I'm struggling emotionally this morning and I don't know what to do
2:42PM UPDATE
I've decided to take a mental health break. I usually publish daily, including the holidays, but I am temporarily pausing my operations. That includes my website, newsletter, social media, and consulting projects. Please don't worry, I'm fine, but I'm acknowledging that I need a moment, which is one of the few perks of being self-employed. Major props to my advertising clients, who let me pause or delay their campaigns. Have a great holiday and we will connect soon!
If you can, say a little prayer, kind thought, or moment of silence for others today. The world seems a little darker today, sadder, and more unsure. Many (if not all of us) have direct and indirect connections with the violence that seems to be becoming more frequent in our neighborhoods, schools, places of worship, jobs, nightclubs, and shopping centers. Things feel unsafe because, with the increasing gun violence, there is no longer any "safe" place to go. People have died in the damn library, for Christ's sake!
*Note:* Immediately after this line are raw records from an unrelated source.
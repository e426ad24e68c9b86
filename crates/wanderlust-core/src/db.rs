//! Shared database types and utilities.
//!
//! Provides `DatabaseError`, `unix_timestamp()`, pool creation helpers and
//! the `define_database!` macro used by the API storage layer.

use std::path::Path;
use std::str::FromStr;
use std::time::{SystemTime, UNIX_EPOCH};

use sqlx::sqlite::{SqliteConnectOptions, SqlitePoolOptions};
use sqlx::{Pool, Sqlite};
use tracing::info;

/// Database errors.
#[derive(Debug, thiserror::Error)]
pub enum DatabaseError {
    #[error("I/O error: {0}")]
    Io(String),

    #[error("Connection error: {0}")]
    Connection(String),

    #[error("Migration error: {0}")]
    Migration(String),

    #[error("Query error: {0}")]
    Query(String),

    #[error("Not found: {0}")]
    NotFound(String),

    /// A UNIQUE or PRIMARY KEY constraint rejected the write.
    #[error("Conflict: {0}")]
    Conflict(String),

    /// A FOREIGN KEY constraint rejected the write.
    #[error("Invalid reference: {0}")]
    InvalidReference(String),
}

impl From<sqlx::Error> for DatabaseError {
    fn from(e: sqlx::Error) -> Self {
        if let Some(db_err) = e.as_database_error() {
            if db_err.is_unique_violation() {
                return Self::Conflict(db_err.message().to_string());
            }
            if db_err.is_foreign_key_violation() {
                return Self::InvalidReference(db_err.message().to_string());
            }
        }
        Self::Query(e.to_string())
    }
}

/// Open (or create) a `SQLite` connection pool at the given file path.
///
/// Creates the parent directory if it does not exist, enables WAL journal
/// mode, foreign keys, and sets a 5-second busy timeout.
pub async fn open_pool(path: &Path) -> Result<Pool<Sqlite>, DatabaseError> {
    if let Some(parent) = path.parent() {
        std::fs::create_dir_all(parent).map_err(|e| DatabaseError::Io(e.to_string()))?;
    }

    let options = SqliteConnectOptions::from_str(&format!("sqlite:{}?mode=rwc", path.display()))
        .map_err(|e| DatabaseError::Connection(e.to_string()))?
        .journal_mode(sqlx::sqlite::SqliteJournalMode::Wal)
        .foreign_keys(true)
        .busy_timeout(std::time::Duration::from_secs(5));

    let pool = SqlitePoolOptions::new()
        .max_connections(5)
        .connect_with(options)
        .await
        .map_err(|e| DatabaseError::Connection(e.to_string()))?;

    info!(path = %path.display(), "Database opened");

    Ok(pool)
}

/// Open an in-memory `SQLite` connection pool (for testing).
pub async fn open_pool_in_memory() -> Result<Pool<Sqlite>, DatabaseError> {
    let options = SqliteConnectOptions::from_str("sqlite::memory:")
        .map_err(|e| DatabaseError::Connection(e.to_string()))?
        .journal_mode(sqlx::sqlite::SqliteJournalMode::Wal)
        .foreign_keys(true);

    // A single connection: every pooled connection would otherwise get its
    // own private in-memory database.
    let pool = SqlitePoolOptions::new()
        .max_connections(1)
        .idle_timeout(None)
        .max_lifetime(None)
        .connect_with(options)
        .await
        .map_err(|e| DatabaseError::Connection(e.to_string()))?;

    Ok(pool)
}

/// Returns the current time as a Unix timestamp (seconds since epoch).
#[allow(clippy::cast_possible_wrap)]
pub fn unix_timestamp() -> i64 {
    SystemTime::now()
        .duration_since(UNIX_EPOCH)
        .unwrap_or_default()
        .as_secs() as i64
}

/// Macro to define a `Database`-like struct with `open`, `open_in_memory`,
/// `run_migrations`, and `pool` methods.
///
/// Usage:
/// ```ignore
/// wanderlust_core::define_database!(ApiDatabase, "API database migrations complete");
/// ```
///
/// Migrations are embedded from the `migrations/` directory of the crate that
/// invokes the macro.
#[macro_export]
macro_rules! define_database {
    ($name:ident, $migration_msg:expr) => {
        #[derive(Clone)]
        pub struct $name {
            pool: ::sqlx::Pool<::sqlx::Sqlite>,
        }

        impl $name {
            /// Open or create a database at the given path.
            pub async fn open(
                path: &::std::path::Path,
            ) -> ::std::result::Result<Self, $crate::db::DatabaseError> {
                let pool = $crate::db::open_pool(path).await?;
                let db = Self { pool };
                db.run_migrations().await?;
                Ok(db)
            }

            /// Open an in-memory database (for testing).
            pub async fn open_in_memory() -> ::std::result::Result<Self, $crate::db::DatabaseError>
            {
                let pool = $crate::db::open_pool_in_memory().await?;
                let db = Self { pool };
                db.run_migrations().await?;
                Ok(db)
            }

            /// Run database migrations.
            async fn run_migrations(&self) -> ::std::result::Result<(), $crate::db::DatabaseError> {
                ::sqlx::migrate!("./migrations")
                    .run(&self.pool)
                    .await
                    .map_err(|e| $crate::db::DatabaseError::Migration(e.to_string()))?;

                ::tracing::info!($migration_msg);
                Ok(())
            }

            /// Get a reference to the connection pool.
            pub const fn pool(&self) -> &::sqlx::Pool<::sqlx::Sqlite> {
                &self.pool
            }
        }
    };
}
How can you genuinely live when you are just trying to survive the ordinary actions of life? Living in DC for over 25 years, you see and experience a lot. I've lost count of the people I know who were murdered, of how many times I've ducked down and hid when caught between someone with a gun (or guns) and their intended victims. In my own Congress Heights neighborhood, I once fought an armed man with a knife. Years before that, I found a young man behind my home who had been shot multiple times and died while I was giving him CPR. I can't even count how many times I've personally seen shootings in Ward 5, where I live now. Pardon my french, but this shit is out of hand. And it has been out of hand for a long time.
I include homicide reports on CHotR because they have value. I want to honor in some small way the seniors, adults, teens, children, and infant victims we lose too often in these DC streets. I read these MPD press releases daily. It has an effect. Sometimes it takes all of my inner strength to get out of my bed, let alone out of my door. It's one of the reasons I am thankful for having a therapist I see weekly who helps me process much of this stuff. I constantly worry about community members (including first responders) who don't have that safe space to process their mental trauma. I read the comments to my homicide posts from friends and family of the deceased. While I feel my contribution in sharing this information is the least I can do, every comment by a family member or friend of a homicide victim is the appreciation that I do it. By seeing their deceased family member mentioned, the family and friends left behind feel in some way that someone out there can acknowledge their grief and loss.
I've never spoken about this publicly, but for many years I've communicated (anonymously) via an online guest book with the mother of the man I tried to save all those years back. She didn't and still doesn't know my name, but it was important to me that she knew he didn't die alone. And no matter how many years passed, she writes to him faithfully almost daily in that same guest book about how much she misses him. Her grief is palpable still. I want to fix that, but I can't. I don't know what to say. I try to find the words, but it's not enough.
So, I came to you to confess that I'm struggling this morning. Virginia Beach is my hometown. The Chesapeake Walmart is a very short distance (like down the road) from my family home. My family shops in that Walmart. I've shopped in that Walmart. So like many people, my first thought was, "Where is my mom?! Where are my brother and sisters?! Where's my stepfather?! Where are my aunt and my cousins?!" Like everyone in the country, I couldn't stop watching the news, although it was killing me on the inside, retriggering my trauma in a million different ways. But, I am "lucky" this time because my family is safe...for now.
But all of us must be asking, "but for how long?"